» **Collected data**

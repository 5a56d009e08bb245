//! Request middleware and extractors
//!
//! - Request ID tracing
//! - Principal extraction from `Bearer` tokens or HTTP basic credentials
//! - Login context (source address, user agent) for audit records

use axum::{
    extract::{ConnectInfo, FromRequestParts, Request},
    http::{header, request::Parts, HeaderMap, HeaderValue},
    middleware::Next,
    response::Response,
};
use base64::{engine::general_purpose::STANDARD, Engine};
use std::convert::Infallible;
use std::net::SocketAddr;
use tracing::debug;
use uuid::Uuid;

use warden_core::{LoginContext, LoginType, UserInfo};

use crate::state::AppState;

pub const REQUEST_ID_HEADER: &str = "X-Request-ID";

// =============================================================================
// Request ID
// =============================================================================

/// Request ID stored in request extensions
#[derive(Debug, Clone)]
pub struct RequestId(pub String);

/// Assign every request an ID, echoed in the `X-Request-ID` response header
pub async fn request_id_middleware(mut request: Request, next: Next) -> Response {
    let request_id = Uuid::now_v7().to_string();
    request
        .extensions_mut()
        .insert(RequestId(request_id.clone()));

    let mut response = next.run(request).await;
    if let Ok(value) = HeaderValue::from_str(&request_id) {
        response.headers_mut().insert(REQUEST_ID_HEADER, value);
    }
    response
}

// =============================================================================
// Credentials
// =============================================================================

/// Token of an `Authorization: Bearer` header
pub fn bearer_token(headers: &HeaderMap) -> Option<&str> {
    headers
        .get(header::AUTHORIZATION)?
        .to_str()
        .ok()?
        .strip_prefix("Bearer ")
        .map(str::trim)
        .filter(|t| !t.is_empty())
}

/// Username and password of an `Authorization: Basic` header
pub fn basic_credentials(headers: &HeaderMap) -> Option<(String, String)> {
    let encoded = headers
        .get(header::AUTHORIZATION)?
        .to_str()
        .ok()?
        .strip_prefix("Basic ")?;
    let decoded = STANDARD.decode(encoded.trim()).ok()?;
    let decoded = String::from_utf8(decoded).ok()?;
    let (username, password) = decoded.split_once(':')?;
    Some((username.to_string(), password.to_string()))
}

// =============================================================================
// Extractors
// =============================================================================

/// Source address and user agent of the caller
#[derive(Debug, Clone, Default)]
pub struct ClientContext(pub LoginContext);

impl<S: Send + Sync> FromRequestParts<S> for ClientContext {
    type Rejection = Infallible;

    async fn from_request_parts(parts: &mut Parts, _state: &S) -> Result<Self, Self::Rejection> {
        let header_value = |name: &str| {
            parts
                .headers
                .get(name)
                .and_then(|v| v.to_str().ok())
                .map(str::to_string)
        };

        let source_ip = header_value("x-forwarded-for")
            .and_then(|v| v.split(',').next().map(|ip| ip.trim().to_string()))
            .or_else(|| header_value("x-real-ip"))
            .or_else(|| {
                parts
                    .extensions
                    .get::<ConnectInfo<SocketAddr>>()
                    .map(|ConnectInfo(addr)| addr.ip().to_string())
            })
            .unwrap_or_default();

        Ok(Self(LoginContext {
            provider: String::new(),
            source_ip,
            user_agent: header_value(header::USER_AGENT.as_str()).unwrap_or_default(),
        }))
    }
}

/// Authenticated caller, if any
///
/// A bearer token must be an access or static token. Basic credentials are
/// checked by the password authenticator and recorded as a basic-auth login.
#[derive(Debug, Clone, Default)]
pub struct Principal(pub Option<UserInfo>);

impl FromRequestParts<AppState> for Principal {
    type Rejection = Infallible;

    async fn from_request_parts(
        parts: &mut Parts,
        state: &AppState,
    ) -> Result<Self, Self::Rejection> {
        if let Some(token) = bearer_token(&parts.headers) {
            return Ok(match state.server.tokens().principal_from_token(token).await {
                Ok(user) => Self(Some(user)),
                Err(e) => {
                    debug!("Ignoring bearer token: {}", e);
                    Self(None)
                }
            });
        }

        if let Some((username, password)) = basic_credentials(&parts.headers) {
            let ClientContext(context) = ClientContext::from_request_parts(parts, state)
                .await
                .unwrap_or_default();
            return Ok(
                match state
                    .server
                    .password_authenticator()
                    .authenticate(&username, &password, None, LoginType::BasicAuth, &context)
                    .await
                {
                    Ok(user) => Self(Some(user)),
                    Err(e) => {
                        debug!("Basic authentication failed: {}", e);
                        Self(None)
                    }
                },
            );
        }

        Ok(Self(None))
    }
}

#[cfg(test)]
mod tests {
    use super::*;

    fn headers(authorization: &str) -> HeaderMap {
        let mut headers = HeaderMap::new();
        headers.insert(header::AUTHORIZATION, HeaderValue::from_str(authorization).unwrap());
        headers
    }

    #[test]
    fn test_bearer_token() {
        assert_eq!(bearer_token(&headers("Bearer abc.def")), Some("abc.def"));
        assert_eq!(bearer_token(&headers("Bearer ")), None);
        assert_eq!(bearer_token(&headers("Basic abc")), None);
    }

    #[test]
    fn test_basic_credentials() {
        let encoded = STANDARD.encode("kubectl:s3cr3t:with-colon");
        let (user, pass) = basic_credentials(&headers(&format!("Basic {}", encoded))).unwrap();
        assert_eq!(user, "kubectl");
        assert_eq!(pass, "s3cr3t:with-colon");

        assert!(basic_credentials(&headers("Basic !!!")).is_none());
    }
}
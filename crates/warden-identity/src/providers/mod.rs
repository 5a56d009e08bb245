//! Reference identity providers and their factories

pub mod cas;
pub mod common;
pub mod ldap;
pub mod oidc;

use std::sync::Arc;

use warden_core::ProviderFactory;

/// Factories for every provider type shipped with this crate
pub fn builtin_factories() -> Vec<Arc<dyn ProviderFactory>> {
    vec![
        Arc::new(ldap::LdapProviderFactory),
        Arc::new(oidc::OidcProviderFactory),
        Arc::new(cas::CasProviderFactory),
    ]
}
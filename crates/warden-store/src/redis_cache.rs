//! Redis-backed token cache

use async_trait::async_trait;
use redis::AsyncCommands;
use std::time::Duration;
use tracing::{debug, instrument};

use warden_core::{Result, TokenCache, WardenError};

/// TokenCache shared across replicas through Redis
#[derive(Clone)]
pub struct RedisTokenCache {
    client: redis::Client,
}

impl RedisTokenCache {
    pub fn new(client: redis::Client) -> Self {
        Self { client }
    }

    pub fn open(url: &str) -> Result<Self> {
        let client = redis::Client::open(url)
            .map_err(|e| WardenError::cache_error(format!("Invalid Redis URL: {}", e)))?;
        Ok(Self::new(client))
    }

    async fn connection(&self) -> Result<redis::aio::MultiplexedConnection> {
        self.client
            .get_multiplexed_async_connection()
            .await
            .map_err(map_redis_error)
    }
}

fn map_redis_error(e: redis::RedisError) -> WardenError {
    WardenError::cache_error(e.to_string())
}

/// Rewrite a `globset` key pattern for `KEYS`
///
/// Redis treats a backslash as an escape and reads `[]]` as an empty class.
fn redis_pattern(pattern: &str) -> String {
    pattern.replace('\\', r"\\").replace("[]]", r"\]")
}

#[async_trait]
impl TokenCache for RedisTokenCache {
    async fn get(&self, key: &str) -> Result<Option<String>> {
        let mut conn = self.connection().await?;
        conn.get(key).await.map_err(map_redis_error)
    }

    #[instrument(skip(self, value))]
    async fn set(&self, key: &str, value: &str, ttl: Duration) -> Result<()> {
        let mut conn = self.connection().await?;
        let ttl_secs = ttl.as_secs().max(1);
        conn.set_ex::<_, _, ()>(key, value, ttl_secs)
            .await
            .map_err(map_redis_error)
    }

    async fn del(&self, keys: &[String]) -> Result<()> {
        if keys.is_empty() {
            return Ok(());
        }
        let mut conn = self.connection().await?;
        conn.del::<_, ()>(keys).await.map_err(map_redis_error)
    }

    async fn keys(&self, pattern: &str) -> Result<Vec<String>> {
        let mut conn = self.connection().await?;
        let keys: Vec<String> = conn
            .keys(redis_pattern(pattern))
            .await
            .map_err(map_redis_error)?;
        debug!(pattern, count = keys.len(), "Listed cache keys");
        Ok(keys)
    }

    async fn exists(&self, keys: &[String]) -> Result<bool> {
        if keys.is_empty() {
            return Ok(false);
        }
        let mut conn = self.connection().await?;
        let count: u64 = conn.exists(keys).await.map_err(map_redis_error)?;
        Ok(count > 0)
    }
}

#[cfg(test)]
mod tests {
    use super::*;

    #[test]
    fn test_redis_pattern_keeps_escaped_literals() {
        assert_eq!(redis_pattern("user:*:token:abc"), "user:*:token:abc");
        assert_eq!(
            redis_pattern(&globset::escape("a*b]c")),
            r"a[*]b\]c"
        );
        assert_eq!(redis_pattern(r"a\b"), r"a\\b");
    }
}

==

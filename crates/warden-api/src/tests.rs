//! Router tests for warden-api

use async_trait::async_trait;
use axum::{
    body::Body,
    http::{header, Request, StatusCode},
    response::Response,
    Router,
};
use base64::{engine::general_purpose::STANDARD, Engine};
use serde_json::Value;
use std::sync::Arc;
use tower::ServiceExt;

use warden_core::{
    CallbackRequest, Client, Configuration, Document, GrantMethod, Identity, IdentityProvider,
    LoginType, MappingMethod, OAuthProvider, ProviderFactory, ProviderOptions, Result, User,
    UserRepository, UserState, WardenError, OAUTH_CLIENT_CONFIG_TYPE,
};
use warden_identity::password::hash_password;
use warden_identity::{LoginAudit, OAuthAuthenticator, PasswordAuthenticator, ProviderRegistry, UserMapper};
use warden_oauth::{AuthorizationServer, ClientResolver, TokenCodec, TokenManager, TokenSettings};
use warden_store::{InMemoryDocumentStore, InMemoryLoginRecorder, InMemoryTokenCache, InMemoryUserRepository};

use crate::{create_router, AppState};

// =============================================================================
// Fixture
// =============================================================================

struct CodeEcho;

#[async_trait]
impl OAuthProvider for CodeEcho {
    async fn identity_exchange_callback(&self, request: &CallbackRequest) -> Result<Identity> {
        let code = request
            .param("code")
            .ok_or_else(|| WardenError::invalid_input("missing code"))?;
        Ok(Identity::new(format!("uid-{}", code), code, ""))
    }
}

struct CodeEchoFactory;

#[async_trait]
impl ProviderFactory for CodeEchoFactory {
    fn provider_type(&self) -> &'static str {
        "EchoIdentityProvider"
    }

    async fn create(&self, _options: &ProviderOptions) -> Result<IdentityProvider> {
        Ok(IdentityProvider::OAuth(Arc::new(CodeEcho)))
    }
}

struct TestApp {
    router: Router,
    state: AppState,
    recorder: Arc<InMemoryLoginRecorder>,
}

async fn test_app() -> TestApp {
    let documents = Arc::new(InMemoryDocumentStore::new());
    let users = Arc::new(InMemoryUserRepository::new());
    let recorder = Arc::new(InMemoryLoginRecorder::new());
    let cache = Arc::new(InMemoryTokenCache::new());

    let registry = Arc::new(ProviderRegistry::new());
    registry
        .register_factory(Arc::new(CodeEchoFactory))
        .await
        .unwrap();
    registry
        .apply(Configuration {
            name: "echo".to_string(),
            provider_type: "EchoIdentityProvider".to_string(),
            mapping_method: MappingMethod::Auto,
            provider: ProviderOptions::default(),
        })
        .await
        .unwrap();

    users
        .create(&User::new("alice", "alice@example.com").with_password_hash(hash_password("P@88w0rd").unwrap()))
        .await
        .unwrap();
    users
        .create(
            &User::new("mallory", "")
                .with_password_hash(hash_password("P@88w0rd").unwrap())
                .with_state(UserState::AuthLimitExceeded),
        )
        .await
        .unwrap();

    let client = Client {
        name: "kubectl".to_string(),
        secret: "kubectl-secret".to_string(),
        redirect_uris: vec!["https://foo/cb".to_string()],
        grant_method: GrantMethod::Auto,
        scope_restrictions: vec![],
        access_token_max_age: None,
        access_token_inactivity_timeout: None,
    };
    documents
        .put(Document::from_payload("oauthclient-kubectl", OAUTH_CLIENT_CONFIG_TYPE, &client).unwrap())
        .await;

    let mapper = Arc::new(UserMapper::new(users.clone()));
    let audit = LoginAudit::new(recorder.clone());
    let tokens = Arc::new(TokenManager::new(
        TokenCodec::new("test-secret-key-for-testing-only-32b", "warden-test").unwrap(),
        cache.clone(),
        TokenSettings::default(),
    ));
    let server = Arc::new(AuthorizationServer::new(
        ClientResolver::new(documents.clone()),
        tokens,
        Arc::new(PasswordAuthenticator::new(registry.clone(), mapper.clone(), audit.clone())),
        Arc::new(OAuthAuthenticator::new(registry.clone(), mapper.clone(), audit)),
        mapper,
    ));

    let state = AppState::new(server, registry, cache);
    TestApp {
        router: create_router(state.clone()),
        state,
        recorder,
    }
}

...

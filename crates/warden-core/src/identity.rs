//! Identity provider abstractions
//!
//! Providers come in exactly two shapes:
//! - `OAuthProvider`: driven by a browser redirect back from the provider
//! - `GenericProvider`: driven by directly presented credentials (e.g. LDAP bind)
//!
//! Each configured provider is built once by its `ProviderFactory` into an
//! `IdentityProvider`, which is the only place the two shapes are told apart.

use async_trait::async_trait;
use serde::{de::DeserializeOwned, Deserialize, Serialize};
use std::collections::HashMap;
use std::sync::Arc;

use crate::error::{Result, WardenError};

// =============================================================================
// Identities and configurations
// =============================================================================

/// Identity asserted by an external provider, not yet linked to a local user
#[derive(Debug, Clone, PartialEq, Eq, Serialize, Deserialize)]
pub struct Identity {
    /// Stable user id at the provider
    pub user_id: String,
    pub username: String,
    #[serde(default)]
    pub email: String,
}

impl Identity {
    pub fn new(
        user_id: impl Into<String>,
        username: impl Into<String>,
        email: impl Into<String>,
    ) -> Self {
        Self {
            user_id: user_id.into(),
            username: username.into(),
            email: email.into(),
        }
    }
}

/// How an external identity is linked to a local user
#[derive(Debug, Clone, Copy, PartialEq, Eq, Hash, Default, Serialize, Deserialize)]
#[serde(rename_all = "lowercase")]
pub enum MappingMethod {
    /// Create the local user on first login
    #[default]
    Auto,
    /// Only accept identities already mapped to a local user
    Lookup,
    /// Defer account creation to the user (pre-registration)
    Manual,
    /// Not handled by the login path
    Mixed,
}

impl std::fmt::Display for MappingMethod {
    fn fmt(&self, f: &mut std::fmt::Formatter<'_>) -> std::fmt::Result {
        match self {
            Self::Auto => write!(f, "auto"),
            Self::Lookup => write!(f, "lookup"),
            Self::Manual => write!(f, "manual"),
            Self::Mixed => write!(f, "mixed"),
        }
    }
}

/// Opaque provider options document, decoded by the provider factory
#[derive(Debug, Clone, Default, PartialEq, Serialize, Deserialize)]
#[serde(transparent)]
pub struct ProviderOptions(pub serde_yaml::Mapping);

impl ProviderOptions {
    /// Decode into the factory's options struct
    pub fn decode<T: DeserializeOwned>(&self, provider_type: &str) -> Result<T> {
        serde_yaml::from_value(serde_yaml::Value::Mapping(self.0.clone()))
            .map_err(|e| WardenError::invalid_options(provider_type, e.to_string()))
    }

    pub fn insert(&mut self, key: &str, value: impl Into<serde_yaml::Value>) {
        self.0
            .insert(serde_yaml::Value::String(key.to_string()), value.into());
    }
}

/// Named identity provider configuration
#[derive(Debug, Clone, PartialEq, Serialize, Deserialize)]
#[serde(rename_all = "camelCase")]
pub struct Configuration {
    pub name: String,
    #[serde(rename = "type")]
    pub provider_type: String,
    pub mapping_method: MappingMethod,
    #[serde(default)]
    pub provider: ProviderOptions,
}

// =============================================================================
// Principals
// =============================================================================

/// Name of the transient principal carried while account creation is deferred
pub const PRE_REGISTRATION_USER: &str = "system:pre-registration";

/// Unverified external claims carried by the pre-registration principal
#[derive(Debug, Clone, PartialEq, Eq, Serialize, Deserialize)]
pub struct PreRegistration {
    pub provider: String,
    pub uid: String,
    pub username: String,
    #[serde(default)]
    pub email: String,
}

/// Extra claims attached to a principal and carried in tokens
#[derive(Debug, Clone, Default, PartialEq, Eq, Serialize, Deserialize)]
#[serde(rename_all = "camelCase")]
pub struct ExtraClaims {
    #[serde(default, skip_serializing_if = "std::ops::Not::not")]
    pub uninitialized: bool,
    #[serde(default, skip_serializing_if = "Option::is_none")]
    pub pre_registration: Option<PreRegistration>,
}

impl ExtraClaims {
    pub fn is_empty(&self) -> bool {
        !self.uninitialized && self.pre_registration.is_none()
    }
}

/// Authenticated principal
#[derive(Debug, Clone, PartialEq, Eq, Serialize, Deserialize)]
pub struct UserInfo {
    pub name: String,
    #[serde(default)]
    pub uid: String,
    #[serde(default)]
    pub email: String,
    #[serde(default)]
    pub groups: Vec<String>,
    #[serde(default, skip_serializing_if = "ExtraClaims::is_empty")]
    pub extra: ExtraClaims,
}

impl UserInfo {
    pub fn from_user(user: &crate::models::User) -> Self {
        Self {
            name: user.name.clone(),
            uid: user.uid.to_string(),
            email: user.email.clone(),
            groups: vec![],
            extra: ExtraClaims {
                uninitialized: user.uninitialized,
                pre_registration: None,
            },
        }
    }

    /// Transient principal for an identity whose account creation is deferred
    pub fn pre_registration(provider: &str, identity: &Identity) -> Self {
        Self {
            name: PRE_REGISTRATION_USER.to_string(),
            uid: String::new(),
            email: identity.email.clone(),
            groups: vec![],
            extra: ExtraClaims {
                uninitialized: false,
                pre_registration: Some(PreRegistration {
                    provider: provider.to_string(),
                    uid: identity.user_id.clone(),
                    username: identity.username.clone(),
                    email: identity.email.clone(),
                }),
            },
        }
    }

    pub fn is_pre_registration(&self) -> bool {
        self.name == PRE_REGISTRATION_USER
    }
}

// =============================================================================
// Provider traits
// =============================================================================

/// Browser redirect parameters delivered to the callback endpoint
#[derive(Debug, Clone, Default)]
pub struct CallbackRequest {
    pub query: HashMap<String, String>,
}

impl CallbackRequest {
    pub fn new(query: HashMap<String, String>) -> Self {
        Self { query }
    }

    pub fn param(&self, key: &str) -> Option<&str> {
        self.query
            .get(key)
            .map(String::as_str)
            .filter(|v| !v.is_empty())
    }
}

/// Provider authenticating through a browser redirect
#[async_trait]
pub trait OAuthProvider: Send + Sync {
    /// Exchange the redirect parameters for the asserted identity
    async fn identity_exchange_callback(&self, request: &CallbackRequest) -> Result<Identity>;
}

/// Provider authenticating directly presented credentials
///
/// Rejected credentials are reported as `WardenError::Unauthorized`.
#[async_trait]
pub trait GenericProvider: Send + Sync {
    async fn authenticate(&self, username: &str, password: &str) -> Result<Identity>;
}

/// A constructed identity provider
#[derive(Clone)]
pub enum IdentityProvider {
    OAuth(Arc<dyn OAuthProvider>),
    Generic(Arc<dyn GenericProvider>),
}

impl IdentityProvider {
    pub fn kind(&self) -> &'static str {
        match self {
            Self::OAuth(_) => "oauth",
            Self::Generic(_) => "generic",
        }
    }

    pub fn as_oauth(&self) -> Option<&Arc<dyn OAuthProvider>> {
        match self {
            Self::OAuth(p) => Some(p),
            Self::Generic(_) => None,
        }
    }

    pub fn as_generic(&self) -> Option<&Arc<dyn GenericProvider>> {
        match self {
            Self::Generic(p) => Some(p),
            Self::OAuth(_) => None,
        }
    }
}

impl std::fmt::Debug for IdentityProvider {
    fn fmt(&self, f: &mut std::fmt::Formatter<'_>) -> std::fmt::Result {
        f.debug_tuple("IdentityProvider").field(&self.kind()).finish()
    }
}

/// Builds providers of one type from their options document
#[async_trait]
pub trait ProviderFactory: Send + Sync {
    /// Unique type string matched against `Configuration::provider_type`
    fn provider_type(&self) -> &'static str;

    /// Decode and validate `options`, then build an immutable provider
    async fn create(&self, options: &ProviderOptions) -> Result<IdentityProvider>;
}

» **Task prompt**
If the string "filename" appears in a line of the entries, report the line.

» **The answer**
filename crates/warden-identity/src/providers/mod.rs
filename crates/warden-store/src/redis_cache.rs
filename crates/warden-api/src/tests.rs
filename crates/warden-core/src/identity.rs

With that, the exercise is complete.